I believe we do on this earth what we are meant to do, and if it is hard, it is worth it. Though I am struggling with working outside of my home and being a mom, with loving my job so much while missing my kids so much more that it hurts in my heart to even walk out the door in the morning. But my achy heart sings with the power of a thousand voices when I open the door to come in my home, and I hear, “Mommy!!” as I cross the threshold, running into the arms of my three year old who has waited for me to be home with her all day long. And I feel peace when I pick up my baby, who was likely sleeping when I left, and spin her around laughing while basking in the pure joy in her twinkly brown eyes and big, goofy grin, a joy just for me. And in those moments, the happiness is overwhelming to the point of near pain, pain that I was gone and missed any moments in their little big lives, but happiness that I am an example to them and I can be “just mommy” when I am home.
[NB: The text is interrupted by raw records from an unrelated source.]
// Copyright (c) 2025 Kirky.X
//
// Licensed under the MIT License
// See LICENSE file in the project root for full license information.

//! 流水线进度事件
//!
//! 进度通过注入的观察者上报，流水线本身不依赖全局输出。

use crate::domain::models::run_report::SourceOutcome;
use crate::domain::models::source_profile::RetrievalMethod;
use serde::Serialize;
use std::time::Duration;
use tokio::sync::mpsc;
use tracing::{debug, info, warn};

/// 单次抓取尝试的状态
#[derive(Debug, Clone, PartialEq, Eq, Serialize)]
#[serde(tag = "state", rename_all = "snake_case")]
pub enum AttemptState {
    Fetching,
    Succeeded { bytes: usize },
    Failed { reason: String },
}

/// 流水线事件
#[derive(Debug, Clone, PartialEq, Serialize)]
#[serde(tag = "event", rename_all = "snake_case")]
pub enum PipelineEvent {
    SourceStarted {
        bank: String,
    },
    Attempt {
        bank: String,
        url: String,
        method: RetrievalMethod,
        attempt: u32,
        state: AttemptState,
    },
    TablesRanked {
        bank: String,
        tables: usize,
        candidates: usize,
    },
    SourceFinished {
        bank: String,
        outcome: SourceOutcome,
        elapsed: Duration,
    },
}

impl PipelineEvent {
    pub fn bank(&self) -> &str {
        match self {
            PipelineEvent::SourceStarted { bank }
            | PipelineEvent::Attempt { bank, .. }
            | PipelineEvent::TablesRanked { bank, .. }
            | PipelineEvent::SourceFinished { bank, .. } => bank,
        }
    }
}

/// 进度观察者
pub trait PipelineObserver: Send + Sync {
    fn on_event(&self, event: &PipelineEvent);
}

impl<F> PipelineObserver for F
where
    F: Fn(&PipelineEvent) + Send + Sync,
{
    fn on_event(&self, event: &PipelineEvent) {
        self(event)
    }
}

/// 把事件写入 tracing 日志的默认观察者
#[derive(Debug, Default, Clone, Copy)]
pub struct TracingObserver;

impl PipelineObserver for TracingObserver {
    fn on_event(&self, event: &PipelineEvent) {
        match event {
            PipelineEvent::SourceStarted { bank } => info!(bank = %bank, "Source started"),
            PipelineEvent::Attempt {
                bank,
                url,
                method,
                attempt,
                state,
            } => match state {
                AttemptState::Fetching => {
                    debug!(bank = %bank, url = %url, method = %method, attempt, "Fetching")
                }
                AttemptState::Succeeded { bytes } => {
                    debug!(bank = %bank, url = %url, method = %method, attempt, bytes, "Fetched")
                }
                AttemptState::Failed { reason } => {
                    warn!(bank = %bank, url = %url, method = %method, attempt, reason = %reason, "Fetch failed")
                }
            },
            PipelineEvent::TablesRanked {
                bank,
                tables,
                candidates,
            } => debug!(bank = %bank, tables, candidates, "Tables ranked"),
            PipelineEvent::SourceFinished {
                bank,
                outcome,
                elapsed,
            } => {
                if outcome.is_success() {
                    info!(bank = %bank, elapsed_ms = elapsed.as_millis() as u64, "{}", outcome)
                } else {
                    warn!(bank = %bank, elapsed_ms = elapsed.as_millis() as u64, "{}", outcome)
                }
            }
        }
    }
}

/// 通过无界通道转发事件的观察者
///
/// 接收端被丢弃后事件被静默丢弃。
#[derive(Debug, Clone)]
pub struct ChannelObserver {
    sender: mpsc::UnboundedSender<PipelineEvent>,
}

impl ChannelObserver {
    pub fn new() -> (Self, mpsc::UnboundedReceiver<PipelineEvent>) {
        let (sender, receiver) = mpsc::unbounded_channel();
        (Self { sender }, receiver)
    }
}

impl PipelineObserver for ChannelObserver {
    fn on_event(&self, event: &PipelineEvent) {
        let _ = self.sender.send(event.clone());
    }
}

#[cfg(test)]
mod tests {
    use super::*;
    use std::sync::{Arc, Mutex};

    #[test]
    fn test_closure_observer() {
        let seen = Arc::new(Mutex::new(Vec::new()));
        let sink = seen.clone();
        let observer = move |event: &PipelineEvent| {
            sink.lock().unwrap().push(event.bank().to_string());
        };

        observer.on_event(&PipelineEvent::SourceStarted {
            bank: "SBI".to_string(),
        });
        assert_eq!(*seen.lock().unwrap(), vec!["SBI".to_string()]);
    }

    #[tokio::test]
    async fn test_channel_observer_forwards_events() {
        let (observer, mut receiver) = ChannelObserver::new();
        observer.on_event(&PipelineEvent::TablesRanked {
            bank: "Axis Bank".to_string(),
            tables: 4,
            candidates: 1,
        });

        let event = receiver.recv().await.unwrap();
        assert_eq!(
            event,
            PipelineEvent::TablesRanked {
                bank: "Axis Bank".to_string(),
                tables: 4,
                candidates: 1,
            }
        );
    }

    #[test]
    fn test_channel_observer_tolerates_dropped_receiver() {
        let (observer, receiver) = ChannelObserver::new();
        drop(receiver);
        observer.on_event(&PipelineEvent::SourceStarted {
            bank: "SBI".to_string(),
        });
    }

    #[test]
    fn test_event_serializes_with_tag() {
        let json = serde_json::to_value(PipelineEvent::Attempt {
            bank: "SBI".to_string(),
            url: "https://sbi.co.in".to_string(),
            method: RetrievalMethod::Rendered,
            attempt: 2,
            state: AttemptState::Failed {
                reason: "Timeout".to_string(),
            },
        })
        .unwrap();
        assert_eq!(json["event"], "attempt");
        assert_eq!(json["method"], "rendered");
        assert_eq!(json["state"]["state"], "failed");
    }
}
And I am trying to remember that I am only Mommy for a short time and that I need to remember patience and kindness in all things, even when I am stretched too thin and kindness is the last thing on my lips. I know that I am here, doing what I am doing, for a reason. God has put all of these things in my life for my own betterment and good. And I have to remember that everything I do, every hat I wear during the day, and every minute of my life that I dedicate to others (as a mom, that is every single minute of every single day) is to help them become fully who they are, no matter who they are. I have to believe all of these things. If I don’t believe them, I would have nothing else in which to believe. As a mother, I believe many things. But none of these things is more important to me than my belief that God has my back with all of this crazy parenting stuff, that I am here for a reason, and that my jobs I have throughout my life, especially motherhood, are the ones I am meant to have and enjoy. It may not be easy all the time, it may not be fun and games, but it’s worth it. It’s all worth it. I believe that, one hundred and ten percent. I believe in, trust in, have faith in, and love my God.

And as for these three knuckleheads?

1654193_10101062590192922_1506614518_n I believe that my loves are worth every bit of “not easy” I have to go through…
I do it for them. Everyday. It may not be easy.
But look at their faces!!
It’s worth it.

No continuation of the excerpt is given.